[Collected data]
■ ■ ■ ■ ■ ■ ■

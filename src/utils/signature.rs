use std::fs::File;
use std::io::Read;
use std::path::Path;

use image::ImageFormat;

use crate::models::Variant;

const SNIFF_LEN: usize = 32;

const EBML: &[u8] = &[0x1A, 0x45, 0xDF, 0xA3];
const ASF: &[u8] = &[0x30, 0x26, 0xB2, 0x75, 0x8E, 0x66, 0xCF, 0x11];
const FLV: &[u8] = b"FLV";
const MPEG_PS: &[u8] = &[0x00, 0x00, 0x01, 0xBA];

/// Reads the first bytes of a file and classifies it by magic number.
///
/// Unreadable files classify as `Unsupported`.
pub fn sniff_variant(path: &Path) -> Variant {
    let mut header = [0u8; SNIFF_LEN];
    let len = match File::open(path).and_then(|mut f| read_prefix(&mut f, &mut header)) {
        Ok(len) => len,
        Err(_) => return Variant::Unsupported,
    };
    variant_from_header(&header[..len])
}

fn read_prefix(reader: &mut impl Read, buf: &mut [u8]) -> std::io::Result<usize> {
    let mut filled = 0;
    while filled < buf.len() {
        match reader.read(&mut buf[filled..])? {
            0 => break,
            n => filled += n,
        }
    }
    Ok(filled)
}

pub fn variant_from_header(header: &[u8]) -> Variant {
    // ISO base media: size(4) "ftyp" brand(4)
    if header.len() >= 12 && &header[4..8] == b"ftyp" {
        return match &header[8..12] {
            b"heic" | b"heix" | b"hevc" | b"heim" | b"heis" | b"mif1" | b"msf1" => {
                Variant::Image { opaque: true }
            }
            b"avif" | b"avis" => Variant::Image { opaque: false },
            _ => Variant::Video,
        };
    }

    if header.starts_with(EBML) || header.starts_with(ASF) || header.starts_with(FLV) {
        return Variant::Video;
    }
    if header.starts_with(MPEG_PS) {
        return Variant::Video;
    }
    if header.len() >= 12 && &header[0..4] == b"RIFF" && &header[8..12] == b"AVI " {
        return Variant::Video;
    }

    match image::guess_format(header) {
        Ok(ImageFormat::Gif) => Variant::AnimatedImage,
        Ok(ImageFormat::Jpeg) | Ok(ImageFormat::Bmp) => Variant::Image { opaque: true },
        Ok(ImageFormat::Png)
        | Ok(ImageFormat::WebP)
        | Ok(ImageFormat::Tiff)
        | Ok(ImageFormat::Avif)
        | Ok(ImageFormat::Ico) => Variant::Image { opaque: false },
        _ => Variant::Unsupported,
    }
}

#[cfg(test)]
mod tests {
    use super::*;

    #[test]
    fn recognises_common_headers() {
        assert_eq!(
            variant_from_header(&[0xFF, 0xD8, 0xFF, 0xE0, 0x00, 0x10]),
            Variant::Image { opaque: true }
        );
        assert_eq!(
            variant_from_header(b"\x89PNG\r\n\x1a\n\0\0\0\rIHDR"),
            Variant::Image { opaque: false }
        );
        assert_eq!(variant_from_header(b"GIF89a\x01\x00"), Variant::AnimatedImage);
        assert_eq!(
            variant_from_header(b"\0\0\0\x18ftypmp42\0\0\0\0"),
            Variant::Video
        );
        assert_eq!(
            variant_from_header(b"\0\0\0\x18ftypheic\0\0\0\0"),
            Variant::Image { opaque: true }
        );
        assert_eq!(
            variant_from_header(&[0x1A, 0x45, 0xDF, 0xA3, 0x01]),
            Variant::Video
        );
    }

    #[test]
    fn unknown_and_empty_headers_are_unsupported() {
        assert_eq!(variant_from_header(b""), Variant::Unsupported);
        assert_eq!(variant_from_header(b"hello world"), Variant::Unsupported);
    }

    #[test]
    fn missing_file_is_unsupported() {
        assert_eq!(
            sniff_variant(Path::new("/definitely/not/here.bin")),
            Variant::Unsupported
        );
    }
}
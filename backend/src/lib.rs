//! Employee API backend: a minimal employee CRUD service instrumented by
//! a declarative interception pipeline used for cross-cutting logging.

pub mod doc;
pub mod domain;
pub mod inbound;
pub mod intercept;
pub mod middleware;
pub mod outbound;
pub mod server;

pub use doc::ApiDoc;
pub use middleware::Trace;
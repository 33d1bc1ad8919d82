//! HTTP inbound adapter exposing REST endpoints.

pub mod employees;
pub mod error;
pub mod state;

pub use error::{ApiError, ApiResult};
pub use state::HttpState;
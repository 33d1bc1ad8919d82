//! The advice registry: a statically registered table of
//! (pointcut, advice) bindings and the interpreter that evaluates it
//! around unit-of-work invocations.
//!
//! The registry is built once at startup, shared behind an `Arc`, and
//! never mutated afterwards, so dispatch takes no locks and advice runs
//! synchronously inline with the call it wraps.

use std::fmt;
use std::future::Future;
use std::sync::Arc;

use crate::domain::Error;

use super::advice::{Advice, AroundAdvice, JoinPoint};
use super::pointcut::Pointcut;

/// One registered (pointcut, advice) pair.
#[derive(Debug, Clone)]
struct Binding {
    pointcut: Pointcut,
    advice: Advice,
}

/// Registry of advice bindings evaluated in registration order.
#[derive(Debug, Default)]
pub struct AdviceRegistry {
    bindings: Vec<Binding>,
}

impl AdviceRegistry {
    /// Empty registry.
    #[must_use]
    pub const fn new() -> Self {
        Self {
            bindings: Vec::new(),
        }
    }

    /// Register advice for every unit the pointcut matches.
    pub fn bind(&mut self, pointcut: Pointcut, advice: Advice) {
        self.bindings.push(Binding { pointcut, advice });
    }

    /// Number of registered bindings.
    #[must_use]
    pub fn len(&self) -> usize {
        self.bindings.len()
    }

    /// Whether the registry has no bindings.
    #[must_use]
    pub fn is_empty(&self) -> bool {
        self.bindings.is_empty()
    }

    /// Run a unit of work through every matching binding.
    ///
    /// Ordering: before advice fires in registration order prior to the
    /// call; around hooks enter in registration order and unwind in
    /// reverse, so the last-registered around sits innermost against the
    /// call; after (or after-throwing) advice fires in registration order
    /// once the call has returned (or failed). The call's result is
    /// returned unchanged either way.
    pub async fn dispatch<T, F, Fut>(&self, join_point: &JoinPoint, call: F) -> Result<T, Error>
    where
        T: fmt::Debug,
        F: FnOnce() -> Fut,
        Fut: Future<Output = Result<T, Error>>,
    {
        let matched: Vec<&Advice> = self
            .bindings
            .iter()
            .filter(|binding| binding.pointcut.matches(join_point.unit()))
            .map(|binding| &binding.advice)
            .collect();

        for advice in &matched {
            if let Advice::Before(observe) = advice {
                observe(join_point);
            }
        }

        let arounds: Vec<&Arc<dyn AroundAdvice>> = matched
            .iter()
            .filter_map(|advice| match advice {
                Advice::Around(around) => Some(around),
                _ => None,
            })
            .collect();
        for around in &arounds {
            around.on_enter(join_point);
        }

        let result = call().await;

        match &result {
            Ok(value) => {
                for around in arounds.iter().rev() {
                    around.on_exit(join_point, value);
                }
                for advice in &matched {
                    if let Advice::After(observe) = advice {
                        observe(join_point);
                    }
                }
            }
            Err(error) => {
                for around in arounds.iter().rev() {
                    around.on_error(join_point, error);
                }
                for advice in &matched {
                    if let Advice::AfterThrowing(observe) = advice {
                        observe(join_point, error);
                    }
                }
            }
        }

        result
    }
}

#[cfg(test)]
mod tests {
    //! Regression coverage for dispatch ordering and error propagation.

    use std::sync::Mutex;

    use super::super::pointcut::UnitName;
    use super::*;

    const UNIT: UnitName = UnitName::new("domain::employee_service", "create_employee");
    const OTHER: UnitName = UnitName::new("domain::employee", "get_salary");

    /// Shared log of advice firings, in order.
    #[derive(Default)]
    struct Recorder(Arc<Mutex<Vec<String>>>);

    impl Recorder {
        fn sink(&self) -> Arc<Mutex<Vec<String>>> {
            Arc::clone(&self.0)
        }

        fn entries(&self) -> Vec<String> {
            self.0.lock().expect("recorder lock").clone()
        }
    }

    fn record(sink: &Arc<Mutex<Vec<String>>>, entry: impl Into<String>) {
        sink.lock().expect("recorder lock").push(entry.into());
    }

    struct RecordingAround {
        label: &'static str,
        sink: Arc<Mutex<Vec<String>>>,
    }

    impl AroundAdvice for RecordingAround {
        fn on_enter(&self, _join_point: &JoinPoint) {
            record(&self.sink, format!("{}:enter", self.label));
        }

        fn on_exit(&self, _join_point: &JoinPoint, _returned: &dyn std::fmt::Debug) {
            record(&self.sink, format!("{}:exit", self.label));
        }

        fn on_error(&self, _join_point: &JoinPoint, error: &Error) {
            record(&self.sink, format!("{}:error:{}", self.label, error.message()));
        }
    }

    fn observing(sink: &Arc<Mutex<Vec<String>>>, entry: &'static str) -> Advice {
        let sink = Arc::clone(sink);
        Advice::before(move |_| record(&sink, entry))
    }

    #[tokio::test]
    async fn before_and_after_fire_in_registration_order() {
        let recorder = Recorder::default();
        let mut registry = AdviceRegistry::new();
        registry.bind(Pointcut::Any, observing(&recorder.sink(), "before-1"));
        registry.bind(Pointcut::Unit(UNIT), observing(&recorder.sink(), "before-2"));
        let sink = recorder.sink();
        registry.bind(
            Pointcut::Any,
            Advice::after(move |_| record(&sink, "after-1")),
        );
        let sink = recorder.sink();
        registry.bind(
            Pointcut::Any,
            Advice::after(move |_| record(&sink, "after-2")),
        );

        let result = registry
            .dispatch(&JoinPoint::new(UNIT), || async { Ok(7_i64) })
            .await;

        assert_eq!(result, Ok(7));
        assert_eq!(
            recorder.entries(),
            vec!["before-1", "before-2", "after-1", "after-2"]
        );
    }

    #[tokio::test]
    async fn around_hooks_unwind_in_reverse_order() {
        let recorder = Recorder::default();
        let mut registry = AdviceRegistry::new();
        registry.bind(
            Pointcut::Any,
            Advice::around(RecordingAround {
                label: "outer",
                sink: recorder.sink(),
            }),
        );
        registry.bind(
            Pointcut::Any,
            Advice::around(RecordingAround {
                label: "inner",
                sink: recorder.sink(),
            }),
        );

        let result = registry
            .dispatch(&JoinPoint::new(UNIT), || async { Ok("done") })
            .await;

        assert_eq!(result, Ok("done"));
        assert_eq!(
            recorder.entries(),
            vec!["outer:enter", "inner:enter", "inner:exit", "outer:exit"]
        );
    }

    #[tokio::test]
    async fn failure_runs_after_throwing_and_propagates_unchanged() {
        let recorder = Recorder::default();
        let mut registry = AdviceRegistry::new();
        registry.bind(
            Pointcut::Any,
            Advice::around(RecordingAround {
                label: "trace",
                sink: recorder.sink(),
            }),
        );
        let sink = recorder.sink();
        registry.bind(
            Pointcut::Any,
            Advice::after_throwing(move |_, error| {
                record(&sink, format!("throwing:{}", error.message()));
            }),
        );
        let sink = recorder.sink();
        registry.bind(
            Pointcut::Any,
            Advice::after(move |_| record(&sink, "after")),
        );

        let result: Result<i64, Error> = registry
            .dispatch(&JoinPoint::new(UNIT), || async {
                Err(Error::invalid_request("boom"))
            })
            .await;

        assert_eq!(result, Err(Error::invalid_request("boom")));
        // After advice never fires on failure; around unwinds through
        // on_error before after-throwing advice observes the error.
        assert_eq!(
            recorder.entries(),
            vec!["trace:enter", "trace:error:boom", "throwing:boom"]
        );
    }

    #[tokio::test]
    async fn non_matching_bindings_are_skipped() {
        let recorder = Recorder::default();
        let mut registry = AdviceRegistry::new();
        registry.bind(Pointcut::Unit(OTHER), observing(&recorder.sink(), "skipped"));

        let result = registry
            .dispatch(&JoinPoint::new(UNIT), || async { Ok(()) })
            .await;

        assert_eq!(result, Ok(()));
        assert!(recorder.entries().is_empty());
    }

    #[tokio::test]
    async fn empty_registry_is_a_transparent_wrapper() {
        let registry = AdviceRegistry::new();
        assert!(registry.is_empty());

        let result = registry
            .dispatch(&JoinPoint::new(UNIT), || async { Ok(41_i64 + 1) })
            .await;

        assert_eq!(result, Ok(42));
    }
}
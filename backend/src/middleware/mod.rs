//! Actix middleware.

pub mod trace;

pub use trace::{Trace, TraceId, TRACE_ID_HEADER};
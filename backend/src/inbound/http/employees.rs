//! Employee API handlers.
//!
//! ```text
//! POST /api/employee {"name":"Samir","surname":"Samirov","salary":null}
//! GET /api/employee/{id}
//! ```
//!
//! Handler bodies dispatch through the advice registry, forming the
//! controller frame of the interception pipeline; the service call inside
//! re-enters the pipeline with its own frame.

use actix_web::{get, post, web, HttpResponse};

use crate::domain::{Employee, EmployeeId, EmployeeRecord};
use crate::inbound::http::error::ApiResult;
use crate::inbound::http::state::HttpState;
use crate::intercept::{JoinPoint, UnitName};

/// Unit name of the create-employee handler.
pub const CREATE_EMPLOYEE: UnitName =
    UnitName::new("inbound::http::employees", "create_employee");

/// Unit name of the lookup handler.
pub const GET_EMPLOYEE_BY_ID: UnitName =
    UnitName::new("inbound::http::employees", "get_employee_by_id");

/// Create an employee from the transfer record in the request body.
///
/// A missing or `null` body is rejected as `invalid_request` by the JSON
/// extractor before this handler runs, so no store write happens for
/// invalid input.
#[utoipa::path(
    post,
    path = "/api/employee",
    request_body = EmployeeRecord,
    responses(
        (status = 200, description = "Employee created", body = Employee),
        (status = 400, description = "Missing or malformed body", body = super::error::ApiError),
        (status = 500, description = "Entity store failure", body = super::error::ApiError)
    ),
    tags = ["employees"],
    operation_id = "createEmployee"
)]
#[post("/employee")]
pub async fn create_employee(
    state: web::Data<HttpState>,
    payload: web::Json<EmployeeRecord>,
) -> ApiResult<web::Json<Employee>> {
    let record = payload.into_inner();
    let join_point = JoinPoint::with_args(CREATE_EMPLOYEE, &record);
    let employee = state
        .advice
        .dispatch(&join_point, || state.employees.create_employee(record))
        .await?;
    Ok(web::Json(employee))
}

/// Look an employee up by path identifier.
///
/// A non-numeric identifier is rejected as `invalid_request` by the path
/// extractor before this handler runs, so no store read happens for
/// invalid input. An unknown identifier yields 404 with an empty body.
#[utoipa::path(
    get,
    path = "/api/employee/{id}",
    params(("id" = i64, Path, description = "Employee identifier")),
    responses(
        (status = 200, description = "Employee found", body = EmployeeRecord),
        (status = 400, description = "Malformed identifier", body = super::error::ApiError),
        (status = 404, description = "No employee with this identifier"),
        (status = 500, description = "Entity store failure", body = super::error::ApiError)
    ),
    tags = ["employees"],
    operation_id = "getEmployeeById"
)]
#[get("/employee/{id}")]
pub async fn get_employee_by_id(
    state: web::Data<HttpState>,
    path: web::Path<i64>,
) -> ApiResult<HttpResponse> {
    let id = EmployeeId::new(path.into_inner());
    let join_point = JoinPoint::with_args(GET_EMPLOYEE_BY_ID, &id);
    let found = state
        .advice
        .dispatch(&join_point, || state.employees.find_employee_by_id(id))
        .await?;
    Ok(match found {
        Some(employee) => HttpResponse::Ok().json(EmployeeRecord::from(&employee)),
        None => HttpResponse::NotFound().finish(),
    })
}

■ ■ ■ ■ ■ ■ ■

**Requirement**
Return exactly what appears above, from the first line of the entries to the line with "while filled <", inclusive.

**Task result**
filename src/utils/signature.rs
use std::fs::File;
use std::io::Read;
use std::path::Path;

use image::ImageFormat;

use crate::models::Variant;

const SNIFF_LEN: usize = 32;

const EBML: &[u8] = &[0x1A, 0x45, 0xDF, 0xA3];
const ASF: &[u8] = &[0x30, 0x26, 0xB2, 0x75, 0x8E, 0x66, 0xCF, 0x11];
const FLV: &[u8] = b"FLV";
const MPEG_PS: &[u8] = &[0x00, 0x00, 0x01, 0xBA];

/// Reads the first bytes of a file and classifies it by magic number.
///
/// Unreadable files classify as `Unsupported`.
pub fn sniff_variant(path: &Path) -> Variant {
    let mut header = [0u8; SNIFF_LEN];
    let len = match File::open(path).and_then(|mut f| read_prefix(&mut f, &mut header)) {
        Ok(len) => len,
        Err(_) => return Variant::Unsupported,
    };
    variant_from_header(&header[..len])
}

fn read_prefix(reader: &mut impl Read, buf: &mut [u8]) -> std::io::Result<usize> {
    let mut filled = 0;
    while filled < buf.len() {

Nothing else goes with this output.